Monday, June 29, 2015

Preparing to follow the route of Quixote!

I'm off to Spain in two days, and I'm getting ready to follow the route of don Quixote. I'm taking video equipment to get some footage from the route, an English translation of the actual book, and some information on the book from my Spanish class last year. Finding an authentic route is not going to be easy because I'm trying to avoid tourist-traps (which, apparently, are all over the place). There's no published non-touristic route. I have a rough idea of the places which I'll be visiting; but only a few places, like Toledo, are actually mentioned in the book.

I start off in Madrid, which doesn't have much to do with Quixote or Miguel de Cervantes. The only reason I'll be in Madrid is because it's my port of entry to Spain. I'm hoping to visit the Museo Casa Natal de Cervantes while in Madrid. It's supposedly the house where Cervantes was born. After a day in Madrid to adjust, I will head towards the Castilla-La Mancha, the region which Quixote is said to have traversed.

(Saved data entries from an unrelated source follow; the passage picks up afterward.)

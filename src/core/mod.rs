pub mod config;
pub mod database;
pub mod error;
pub mod stats;
pub mod transaction;
pub mod types;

For those of you who don't know who don Quixote was, just imagine a middle-aged man on the verge of going crazy riding a dying horse while pretending to be a knight about 400 years ago. I'm following a fictional crazy man's route, to be honest. But to be fair, there are a lot of people who  are crazy about don Quixote. When El Ingenioso Hidalgo Don Quijote de la Mancha was originally published in 1605, it became wildly popular. It was so controversial, however, that Miguel de Cervantes, the author, was jailed. Cervantes actually wrote the second part of don Quixote (1615) from his jail cell. Today, Don Quixote is the second most read piece of literature after the Bible.